## Work task
From the top of the records below down to the line containing "Category label, e.g.", reproduce every line exactly.

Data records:
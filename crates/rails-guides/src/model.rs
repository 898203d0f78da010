use serde::{Deserialize, Serialize};

use crate::categories::CategoryTable;

/// A single Rails guide (e.g. "getting_started" in "Start Here").
#[derive(Debug, Clone, PartialEq, Eq, Serialize, Deserialize)]
pub struct Guide {
    /// Stable snake_case identifier, e.g. "getting_started"
    pub name: String,
    /// Display title derived from the name, e.g. "Getting Started"
    pub title: String,
    /// e.g. "https://guides.rubyonrails.org/getting_started.html"
    pub url: String,
    /// Category label, e.g. "Start Here"
    pub category: String,
    #[serde(skip_serializing_if = "Option::is_none")]
    pub description: Option<String>,
}

/// A guide together with its fetched page.
#[derive(Debug, Clone, Serialize, Deserialize)]
#[serde(rename_all = "camelCase")]
pub struct GuideDetail {
    pub name: String,
    pub title: String,
    pub url: String,
    pub category: String,
    #[serde(skip_serializing_if = "Option::is_none")]
    pub description: Option<String>,
    /// Raw HTML body, unprocessed.
    pub content: String,
    /// Not populated yet.
    #[serde(skip_serializing_if = "Option::is_none")]
    pub sections: Option<Vec<GuideSection>>,
    /// Not populated yet.
    #[serde(skip_serializing_if = "Option::is_none")]
    pub table_of_contents: Option<Vec<TocEntry>>,
}

#[derive(Debug, Clone, Serialize, Deserialize)]
pub struct GuideSection {
    pub title: String,
    pub content: String,
    /// Heading level, 1-6.
    pub level: u8,
}

#[derive(Debug, Clone, Serialize, Deserialize)]
pub struct TocEntry {
    pub title: String,
    pub anchor: String,
    pub level: u8,
}

/// Every guide plus the category table, rebuilt per request.
#[derive(Debug, Clone, Serialize)]
#[serde(rename_all = "camelCase")]
pub struct GuideRegistry {
    pub guides: Vec<Guide>,
    pub categories: CategoryTable,
    /// Rails version, e.g. "8.0"
    pub version: String,
    /// RFC 3339 timestamp taken when the registry was built.
    #[serde(skip_serializing_if = "Option::is_none")]
    pub last_updated: Option<String>,
}
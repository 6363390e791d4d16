pub mod distributions;
pub mod init;
pub mod mlp;
pub mod optimizer;

pub use distributions::DiagGaussian;
pub use init::reinit_vars;
pub use mlp::{ActivationKind, Mlp, build_mlp};
pub use optimizer::{OptimizerWithMaxGrad, clip_grad};
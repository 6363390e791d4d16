use super::{ActorCritic, LatentSource, StdHead};
use crate::algorithm::AlgorithmKind;
use candle_core::{DType, Device};
use candle_nn::{Init, VarBuilder, VarMap};
use gram_core::{
    GramError, Result,
    env::EnvironmentDescription,
    nn::{ActivationKind, OptimizerWithMaxGrad, build_mlp, reinit_vars},
};
use serde::{Deserialize, Serialize};

#[derive(Debug, Clone, Copy, Default, PartialEq, Eq, Serialize, Deserialize)]
#[serde(rename_all = "snake_case")]
pub enum StdType {
    /// One learned log-std per action dimension.
    #[default]
    StateIndependent,
    /// Log-std predicted from the actor input.
    StateDependent,
}

#[derive(Debug, Clone, PartialEq, Serialize, Deserialize)]
#[serde(default)]
pub struct ActorCriticConfig {
    pub actor_hidden_dims: Vec<usize>,
    pub critic_hidden_dims: Vec<usize>,
    pub encoder_hidden_dims: Vec<usize>,
    pub adaptation_hidden_dims: Vec<usize>,
    pub latent_dim: usize,
    /// Number of past (observation, action) steps the adaptation module sees.
    pub history_len: usize,
    pub activation: ActivationKind,
    pub init_noise_std: f32,
    pub std_type: StdType,
    pub learning_rate: f64,
    pub adaptation_learning_rate: f64,
    pub max_grad_norm: Option<f32>,
}

impl Default for ActorCriticConfig {
    fn default() -> Self {
        Self {
            actor_hidden_dims: vec![512, 256, 128],
            critic_hidden_dims: vec![512, 256, 128],
            encoder_hidden_dims: vec![64, 32],
            adaptation_hidden_dims: vec![256, 128],
            latent_dim: 8,
            history_len: 16,
            activation: ActivationKind::Elu,
            init_noise_std: 1.,
            std_type: StdType::StateIndependent,
            learning_rate: 1e-3,
            adaptation_learning_rate: 1e-3,
            max_grad_norm: Some(1.),
        }
    }
}

impl ActorCriticConfig {
    pub fn validate(&self) -> Result<()> {
        if self.latent_dim == 0 {
            return Err(GramError::Config("latent_dim must be positive".to_owned()));
        }
        if !(self.init_noise_std > 0.) {
            return Err(GramError::Config(format!(
                "init_noise_std must be positive, got {}",
                self.init_noise_std
            )));
        }
        for (name, lr) in [
            ("learning_rate", self.learning_rate),
            ("adaptation_learning_rate", self.adaptation_learning_rate),
        ] {
            if !(lr > 0.) {
                return Err(GramError::Config(format!("{name} must be positive, got {lr}")));
            }
        }
        Ok(())
    }
}

/// Input and output sizes of the actor-critic networks.
#[derive(Debug, Clone, Copy, PartialEq, Eq, Serialize, Deserialize)]
pub struct ActorCriticDims {
    pub observation_size: usize,
    pub action_size: usize,
    pub context_size: usize,
    pub history_size: usize,
}

impl ActorCriticDims {
    pub fn new(env_description: &EnvironmentDescription, history_len: usize) -> Self {
        Self {
            observation_size: env_description.observation_size,
            action_size: env_description.action_size,
            context_size: env_description.context_size(),
            history_size: history_len
                * (env_description.observation_size + env_description.action_size),
        }
    }
}

pub struct ActorCriticBuilder {
    pub algorithm: AlgorithmKind,
    pub config: ActorCriticConfig,
    pub dims: ActorCriticDims,
}

impl ActorCriticBuilder {
    pub fn new(algorithm: AlgorithmKind, config: ActorCriticConfig, dims: ActorCriticDims) -> Self {
        Self {
            algorithm,
            config,
            dims,
        }
    }

    /// Builds the networks and re-draws their weights from the seeded generator.
    pub fn build(self, device: &Device) -> Result<ActorCritic> {
        let Self {
            algorithm,
            config,
            dims,
        } = self;
        config.validate()?;
        let policy_varmap = VarMap::new();
        let adaptation_varmap = VarMap::new();
        let vb = VarBuilder::from_varmap(&policy_varmap, DType::F32, device);
        let adaptation_vb = VarBuilder::from_varmap(&adaptation_varmap, DType::F32, device);
        let activation = config.activation;

        let context_encoder = algorithm
            .context_conditioned()
            .then(|| {
                build_mlp(
                    dims.context_size,
                    &config.encoder_hidden_dims,
                    config.latent_dim,
                    activation,
                    &vb,
                    "encoder",
                )
            })
            .transpose()?;
        let adaptation_module = algorithm
            .has_adaptation_module()
            .then(|| {
                build_mlp(
                    dims.history_size,
                    &config.adaptation_hidden_dims,
                    config.latent_dim,
                    activation,
                    &adaptation_vb,
                    "adaptation",
                )
            })
            .transpose()?;
        let actor_input = if algorithm.context_conditioned() {
            dims.observation_size + config.latent_dim
        } else {
            dims.observation_size
        };
        let actor = build_mlp(
            actor_input,
            &config.actor_hidden_dims,
            dims.action_size,
            activation,
            &vb,
            "actor",
        )?;
        let adaptive_actor = algorithm
            .separate_adaptive_actor()
            .then(|| {
                build_mlp(
                    actor_input,
                    &config.actor_hidden_dims,
                    dims.action_size,
                    activation,
                    &vb,
                    "adaptive_actor",
                )
            })
            .transpose()?;
        let critic = build_mlp(
            dims.observation_size + dims.context_size,
            &config.critic_hidden_dims,
            1,
            activation,
            &vb,
            "critic",
        )?;
        let init_log_std = config.init_noise_std.ln();
        let std_head = match config.std_type {
            StdType::StateIndependent => StdHead::StateIndependent(vb.get_with_hints(
                dims.action_size,
                "log_std",
                Init::Const(init_log_std as f64),
            )?),
            StdType::StateDependent => StdHead::StateDependent {
                head: build_mlp(actor_input, &[], dims.action_size, activation, &vb, "std")?,
                offset: init_log_std,
            },
        };

        reinit_vars(&policy_varmap)?;
        reinit_vars(&adaptation_varmap)?;

        let mut optimized_vars = policy_varmap.all_vars();
        if algorithm.trains_adaptation_jointly() {
            optimized_vars.extend(adaptation_varmap.all_vars());
        }
        let optimizer =
            OptimizerWithMaxGrad::adam(optimized_vars, config.learning_rate, config.max_grad_norm)?;
        let adaptation_optimizer = adaptation_module
            .is_some()
            .then(|| {
                OptimizerWithMaxGrad::adam(
                    adaptation_varmap.all_vars(),
                    config.adaptation_learning_rate,
                    config.max_grad_norm,
                )
            })
            .transpose()?;

        Ok(ActorCritic {
            algorithm,
            dims,
            context_encoder,
            adaptation_module,
            actor,
            adaptive_actor,
            critic,
            std_head,
            latent_source: LatentSource::Context,
            policy_varmap,
            adaptation_varmap,
            optimizer,
            adaptation_optimizer,
            device: device.clone(),
        })
    }
}
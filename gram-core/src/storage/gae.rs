/// Generalized advantage estimation over a time-major rollout of `num_envs` instances.
///
/// `rewards`, `values` and `dones` are laid out as `t * num_envs + env`; `last_values` holds the
/// bootstrap value of the observation following the final step. Every instance is computed
/// independently:
///
/// ```text
/// delta[t]     = reward[t] + gamma * (1 - done[t]) * value[t + 1] - value[t]
/// advantage[t] = delta[t] + gamma * lambda * (1 - done[t]) * advantage[t + 1]
/// ```
///
/// Returns `(advantages, returns)` with `returns = advantages + values`.
pub fn compute_gae(
    rewards: &[f32],
    values: &[f32],
    dones: &[bool],
    last_values: &[f32],
    gamma: f32,
    lambda: f32,
) -> (Vec<f32>, Vec<f32>) {
    let num_envs = last_values.len();
    let total = rewards.len();
    debug_assert_eq!(total % num_envs.max(1), 0);
    debug_assert_eq!(values.len(), total);
    debug_assert_eq!(dones.len(), total);
    let horizon = if num_envs == 0 { 0 } else { total / num_envs };
    let mut advantages = vec![0f32; total];
    let mut returns = vec![0f32; total];
    for env in 0..num_envs {
        let mut next_advantage = 0f32;
        let mut next_value = last_values[env];
        for t in (0..horizon).rev() {
            let idx = t * num_envs + env;
            let next_non_terminal = if dones[idx] { 0f32 } else { 1. };
            let delta = rewards[idx] + gamma * next_non_terminal * next_value - values[idx];
            next_advantage = delta + gamma * lambda * next_non_terminal * next_advantage;
            advantages[idx] = next_advantage;
            returns[idx] = next_advantage + values[idx];
            next_value = values[idx];
        }
    }
    (advantages, returns)
}

#[cfg(test)]
mod test {
    use super::compute_gae;

    fn assert_close(actual: &[f32], expected: &[f32]) {
        assert_eq!(actual.len(), expected.len());
        for (a, e) in actual.iter().zip(expected) {
            assert!((a - e).abs() < 1e-4, "{actual:?} != {expected:?}");
        }
    }

    #[test]
    fn terminal_single_step_has_no_bootstrap() {
        let (advantages, returns) = compute_gae(&[2.5], &[0.75], &[true], &[100.], 0.99, 0.95);
        assert_eq!(advantages, vec![2.5 - 0.75]);
        assert_eq!(returns, vec![2.5]);
    }

    #[test]
    fn non_terminal_step_bootstraps_last_value() {
        let (advantages, _) = compute_gae(&[1.], &[0.5], &[false], &[2.], 0.9, 0.95);
        assert_close(&advantages, &[1. + 0.9 * 2. - 0.5]);
    }

    #[test]
    fn instances_are_independent() {
        // two instances, horizon 2; instance 1 terminates at t = 0
        let rewards = [1., 10., 1., 10.];
        let values = [0.; 4];
        let dones = [false, true, false, false];
        let (advantages, _) = compute_gae(&rewards, &values, &dones, &[0., 0.], 1., 1.);
        assert_close(&advantages, &[2., 10., 1., 10.]);
    }
}
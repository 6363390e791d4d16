use crate::{
    context::Context,
    error::{GramError, Result},
};
use candle_core::Tensor;
use serde::{Deserialize, Serialize};

#[derive(Debug, Clone, Copy, PartialEq, Eq, Serialize, Deserialize)]
pub struct EnvironmentDescription {
    pub observation_size: usize,
    pub action_size: usize,
    /// Number of actuated joints, which sizes the frozen joint one-hot.
    pub num_joints: usize,
    pub max_episode_length: usize,
}

impl EnvironmentDescription {
    pub fn context_size(&self) -> usize {
        Context::feature_size(self.num_joints)
    }
}

/// Result of stepping every instance of a vectorized environment once.
///
/// Instances that finished their episode are reset by the environment, so `observations` holds
/// the first observation of the next episode for them.
#[derive(Debug, Clone)]
pub struct StepResult {
    pub observations: Tensor,
    pub rewards: Vec<f32>,
    pub terminated: Vec<bool>,
    /// Episode hit its time limit.
    pub truncated: Vec<bool>,
}

impl StepResult {
    pub fn dones(&self) -> Vec<bool> {
        self.terminated
            .iter()
            .zip(&self.truncated)
            .map(|(terminated, truncated)| *terminated || *truncated)
            .collect()
    }

    pub fn validate(&self, num_envs: usize, observation_size: usize) -> Result<()> {
        if self.observations.dims() != [num_envs, observation_size] {
            return Err(GramError::Environment(format!(
                "malformed observation batch: expected {:?}, got {:?}",
                [num_envs, observation_size],
                self.observations.dims()
            )));
        }
        for (name, len) in [
            ("rewards", self.rewards.len()),
            ("terminated", self.terminated.len()),
            ("truncated", self.truncated.len()),
        ] {
            if len != num_envs {
                return Err(GramError::Environment(format!(
                    "malformed {name}: expected {num_envs} entries, got {len}"
                )));
            }
        }
        if self.rewards.iter().any(|r| !r.is_finite()) {
            return Err(GramError::Environment("non-finite reward".to_owned()));
        }
        let observations: Vec<f32> = self.observations.flatten_all()?.to_vec1()?;
        if observations.iter().any(|o| !o.is_finite()) {
            return Err(GramError::Environment("non-finite observation".to_owned()));
        }
        Ok(())
    }
}

#[derive(Debug, Clone, Copy, Default, PartialEq, Serialize, Deserialize)]
pub struct TerrainSettings {
    pub roughness_cm: f32,
    /// Positive values incline, negative values decline.
    pub slope_degrees: f32,
}

impl TerrainSettings {
    pub fn is_flat(&self) -> bool {
        self.roughness_cm == 0. && self.slope_degrees == 0.
    }
}

/// A batch of parallel simulation instances stepped in lockstep.
pub trait VecEnv {
    fn num_envs(&self) -> usize;

    fn env_description(&self) -> EnvironmentDescription;

    /// Resets every instance and returns the `[num_envs, observation_size]` observations.
    fn reset(&mut self) -> Result<Tensor>;

    fn step(&mut self, actions: &Tensor) -> Result<StepResult>;

    fn contexts(&self) -> Result<Vec<Context>>;

    /// Overrides the dynamics of the given instances. Takes effect on the next step.
    fn set_contexts(&mut self, env_ids: &[usize], contexts: &[Context]) -> Result<()>;

    fn set_terrain(&mut self, terrain: TerrainSettings) -> Result<()> {
        if terrain.is_flat() {
            Ok(())
        } else {
            Err(GramError::Environment(
                "environment does not support terrain settings".to_owned(),
            ))
        }
    }
}

impl<E: VecEnv + ?Sized> VecEnv for Box<E> {
    fn num_envs(&self) -> usize {
        (**self).num_envs()
    }

    fn env_description(&self) -> EnvironmentDescription {
        (**self).env_description()
    }

    fn reset(&mut self) -> Result<Tensor> {
        (**self).reset()
    }

    fn step(&mut self, actions: &Tensor) -> Result<StepResult> {
        (**self).step(actions)
    }

    fn contexts(&self) -> Result<Vec<Context>> {
        (**self).contexts()
    }

    fn set_contexts(&mut self, env_ids: &[usize], contexts: &[Context]) -> Result<()> {
        (**self).set_contexts(env_ids, contexts)
    }

    fn set_terrain(&mut self, terrain: TerrainSettings) -> Result<()> {
        (**self).set_terrain(terrain)
    }
}
use candle_core::{Device, Tensor};
use gram_agents::{
    ActorCritic, ActorCriticBuilder, ActorCriticConfig, Adversary, AdversaryConfig,
    AlgorithmKind, Ppo, PpoConfig, TrainablePolicy,
    actor_critic::ActorCriticDims,
    adaptation::{AdaptationConfig, AdaptationTrainer},
    policy::PolicyInput,
    ppo::{hooks::KlEarlyStop, losses::compute_losses, lr_schedule::LrSchedule},
};
use gram_core::{
    GramError, Result,
    context::ContextRanges,
    rng,
    storage::{RolloutStorage, Transition},
};

const NUM_ENVS: usize = 6;
const HORIZON: usize = 4;

fn dims() -> ActorCriticDims {
    ActorCriticDims {
        observation_size: 4,
        action_size: 2,
        context_size: 6,
        history_size: 12,
    }
}

fn actor_critic(algorithm: AlgorithmKind) -> Result<ActorCritic> {
    rng::seed(1);
    let config = ActorCriticConfig {
        actor_hidden_dims: vec![16],
        critic_hidden_dims: vec![16],
        encoder_hidden_dims: vec![8],
        adaptation_hidden_dims: vec![8],
        latent_dim: 3,
        history_len: 2,
        ..Default::default()
    };
    ActorCriticBuilder::new(algorithm, config, dims()).build(&Device::Cpu)
}

fn input(step: usize) -> Result<PolicyInput> {
    let device = Device::Cpu;
    let offset = step as f64 * 0.1;
    let ramp = |cols: usize| -> Result<Tensor> {
        let n = NUM_ENVS * cols;
        Ok(Tensor::arange(0f32, n as f32, &device)?
            .affine(1. / n as f64, offset)?
            .reshape((NUM_ENVS, cols))?)
    };
    Ok(PolicyInput {
        observations: ramp(4)?,
        contexts: Some(ramp(6)?),
        histories: Some(ramp(12)?),
    })
}

fn rollout<P: TrainablePolicy>(
    policy: &P,
    inputs: impl Fn(usize) -> Result<PolicyInput>,
    rewards: impl Fn(usize, usize) -> f32,
    single_step: bool,
) -> Result<RolloutStorage> {
    let mut storage = RolloutStorage::new(HORIZON, NUM_ENVS, Device::Cpu);
    for step in 0..HORIZON {
        let input = inputs(step)?;
        let sample = policy.act(&input)?;
        storage.add_transition(Transition {
            observations: input.observations,
            contexts: input.contexts,
            histories: input.histories,
            actions: sample.actions,
            action_means: sample.means,
            action_stds: sample.stds,
            rewards: (0..NUM_ENVS).map(|env| rewards(step, env)).collect(),
            dones: vec![single_step || step == HORIZON - 1; NUM_ENVS],
            values: sample.values.to_vec1()?,
            log_probs: sample.log_probs.to_vec1()?,
        })?;
    }
    Ok(storage)
}

#[test]
fn update_runs_for_every_variant() -> Result<()> {
    for algorithm in AlgorithmKind::ALL {
        let mut ac = actor_critic(algorithm)?;
        let mut storage = rollout(&ac, input, |step, env| (step + env) as f32 * 0.1, false)?;
        let mut ppo = Ppo::new(PpoConfig {
            num_learning_epochs: 2,
            num_mini_batches: 3,
            ..Default::default()
        });
        ppo.prepare(&mut storage, &[0.; NUM_ENVS])?;
        let stats = ppo.update(&mut ac, &storage)?;
        assert_eq!(stats.num_batches, 6);
        assert!(stats.kl.is_finite() && stats.kl >= 0.);
        assert_eq!(stats.learning_rate, ac.learning_rate());
        assert_eq!(
            stats.adaptation_loss.is_some(),
            algorithm.trains_adaptation_jointly()
        );
        assert_eq!(
            stats.consistency_loss.is_some(),
            algorithm.consistency_regularized()
        );
    }
    Ok(())
}

#[test]
fn adversary_and_policy_share_the_loss_path() -> Result<()> {
    rng::seed(4);
    let adversary = Adversary::new(
        &AdversaryConfig::default(),
        ContextRanges::out_of_distribution(),
        &Device::Cpu,
    )?;
    let states = |step: usize| -> Result<PolicyInput> {
        let state = Tensor::arange(0f32, (NUM_ENVS * 5) as f32, &Device::Cpu)?
            .affine(0.05, step as f64)?
            .reshape((NUM_ENVS, 5))?;
        Ok(PolicyInput::observations(state))
    };
    let mut storage = rollout(&adversary, states, |_, env| -(env as f32), true)?;

    let shared = PpoConfig::default();
    let policy_ppo = Ppo::new(shared.clone());
    let adversary_ppo = Ppo::new(AdversaryConfig {
        ppo: shared,
        ..Default::default()
    }
    .ppo);
    policy_ppo.prepare(&mut storage, &[0.; NUM_ENVS])?;
    for batch in storage.mini_batch_generator(2, 1)? {
        let batch = batch?;
        let through_policy = policy_ppo.batch_losses(&adversary, &batch)?;
        let through_adversary = adversary_ppo.batch_losses(&adversary, &batch)?;
        let direct = compute_losses(
            &adversary_ppo.config.coefficients,
            &adversary.evaluate(&PolicyInput::from(&batch), &batch.actions)?,
            &batch,
        )?;
        for losses in [&through_adversary, &direct] {
            assert_eq!(
                through_policy.total.to_scalar::<f32>()?.to_bits(),
                losses.total.to_scalar::<f32>()?.to_bits()
            );
            assert_eq!(
                through_policy.surrogate.to_scalar::<f32>()?.to_bits(),
                losses.surrogate.to_scalar::<f32>()?.to_bits()
            );
        }
    }
    Ok(())
}

#[test]
fn single_step_adversary_advantages_are_reward_minus_value() -> Result<()> {
    rng::seed(9);
    let adversary = Adversary::new(
        &AdversaryConfig::default(),
        ContextRanges::out_of_distribution(),
        &Device::Cpu,
    )?;
    let states = |_: usize| -> Result<PolicyInput> {
        Ok(PolicyInput::observations(Tensor::ones(
            (NUM_ENVS, 5),
            candle_core::DType::F32,
            &Device::Cpu,
        )?))
    };
    let mut storage = rollout(&adversary, states, |step, _| step as f32, true)?;
    let ppo = Ppo::new(PpoConfig {
        normalize_advantages: false,
        ..Default::default()
    });
    ppo.prepare(&mut storage, &[1e3; NUM_ENVS])?;
    let advantages = storage.advantages().unwrap_or_default().to_vec();
    for (idx, advantage) in advantages.iter().enumerate() {
        let expected = storage.rewards()[idx] - storage.values()[idx];
        assert_eq!(*advantage, expected);
    }
    Ok(())
}

#[test]
fn non_finite_loss_aborts_before_the_step() -> Result<()> {
    let mut ac = actor_critic(AlgorithmKind::RobustRl)?;
    let mut storage = rollout(
        &ac,
        input,
        |step, _| if step == 2 { f32::NAN } else { 1. },
        false,
    )?;
    let mut ppo = Ppo::new(PpoConfig::default());
    ppo.prepare(&mut storage, &[0.; NUM_ENVS])?;
    let fixed = input(0)?;
    let before: Vec<Vec<f32>> = ac.act_inference(&fixed)?.to_vec2()?;
    let learning_rate = ac.learning_rate();
    let err = ppo.update(&mut ac, &storage).unwrap_err();
    assert!(matches!(err, GramError::NumericalInstability(_)));
    let after: Vec<Vec<f32>> = ac.act_inference(&fixed)?.to_vec2()?;
    assert_eq!(before, after);
    assert_eq!(learning_rate, ac.learning_rate());
    Ok(())
}

#[test]
fn non_finite_kl_aborts_before_the_step() -> Result<()> {
    let mut ac = actor_critic(AlgorithmKind::Gram)?;
    let mut storage = RolloutStorage::new(HORIZON, NUM_ENVS, Device::Cpu);
    for step in 0..HORIZON {
        let input = input(step)?;
        let sample = ac.act(&input)?;
        storage.add_transition(Transition {
            observations: input.observations,
            contexts: input.contexts,
            histories: input.histories,
            actions: sample.actions,
            action_means: sample.means,
            // a collapsed behaviour distribution makes the kl infinite, the loss stays finite
            action_stds: sample.stds.zeros_like()?,
            rewards: vec![1.; NUM_ENVS],
            dones: vec![step == HORIZON - 1; NUM_ENVS],
            values: sample.values.to_vec1()?,
            log_probs: sample.log_probs.to_vec1()?,
        })?;
    }
    let mut ppo = Ppo::new(PpoConfig::default());
    ppo.prepare(&mut storage, &[0.; NUM_ENVS])?;
    let batch = storage.mini_batch_generator(1, 1)?.next().unwrap()?;
    let losses = ppo.batch_losses(&ac, &batch)?;
    assert!(losses.total.to_scalar::<f32>()?.is_finite());
    assert!(!losses.kl.to_scalar::<f32>()?.is_finite());

    let fixed = input(0)?;
    let before: Vec<Vec<f32>> = ac.act_inference(&fixed)?.to_vec2()?;
    let learning_rate = ac.learning_rate();
    match ppo.update(&mut ac, &storage) {
        Err(GramError::NumericalInstability(message)) => assert!(message.contains("kl")),
        other => panic!("expected a numerical instability, got {other:?}"),
    }
    let after: Vec<Vec<f32>> = ac.act_inference(&fixed)?.to_vec2()?;
    assert_eq!(before, after);
    assert_eq!(learning_rate, ac.learning_rate());
    Ok(())
}

#[test]
fn kl_early_stop_ends_the_update() -> Result<()> {
    let mut ac = actor_critic(AlgorithmKind::ContextualRl)?;
    let mut storage = rollout(&ac, input, |step, _| step as f32, false)?;
    let mut ppo = Ppo::new(PpoConfig {
        lr_schedule: LrSchedule::Fixed,
        ..Default::default()
    })
    .with_hooks(KlEarlyStop { target_kl: -1. });
    ppo.prepare(&mut storage, &[0.; NUM_ENVS])?;
    let learning_rate = ac.learning_rate();
    let stats = ppo.update(&mut ac, &storage)?;
    assert_eq!(stats.num_batches, 1);
    assert_eq!(ac.learning_rate(), learning_rate);
    Ok(())
}

#[test]
fn adaptation_trainer_needs_an_adaptation_module() -> Result<()> {
    let trainer = AdaptationTrainer::new(AdaptationConfig {
        num_learning_epochs: 20,
        num_mini_batches: 2,
    });

    let mut robust = actor_critic(AlgorithmKind::RobustRl)?;
    let storage = rollout(&robust, input, |_, _| 0., false)?;
    assert!(matches!(
        trainer.update(&mut robust, &storage),
        Err(GramError::Config(_))
    ));

    let mut contextual = actor_critic(AlgorithmKind::ContextualRl)?;
    let storage = rollout(&contextual, input, |_, _| 0., false)?;
    let first = trainer.update(&mut contextual, &storage)?;
    let second = trainer.update(&mut contextual, &storage)?;
    assert_eq!(first.num_batches, 40);
    assert!(second.loss < first.loss);
    Ok(())
}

## Task response
filename crates/rails-guides/src/model.rs
repository 898203d0f78da010
use serde::{Deserialize, Serialize};

use crate::categories::CategoryTable;

/// A single Rails guide (e.g. "getting_started" in "Start Here").
#[derive(Debug, Clone, PartialEq, Eq, Serialize, Deserialize)]
pub struct Guide {
    /// Stable snake_case identifier, e.g. "getting_started"
    pub name: String,
    /// Display title derived from the name, e.g. "Getting Started"
    pub title: String,
    /// e.g. "https://guides.rubyonrails.org/getting_started.html"
    pub url: String,
    /// Category label, e.g. "Start Here"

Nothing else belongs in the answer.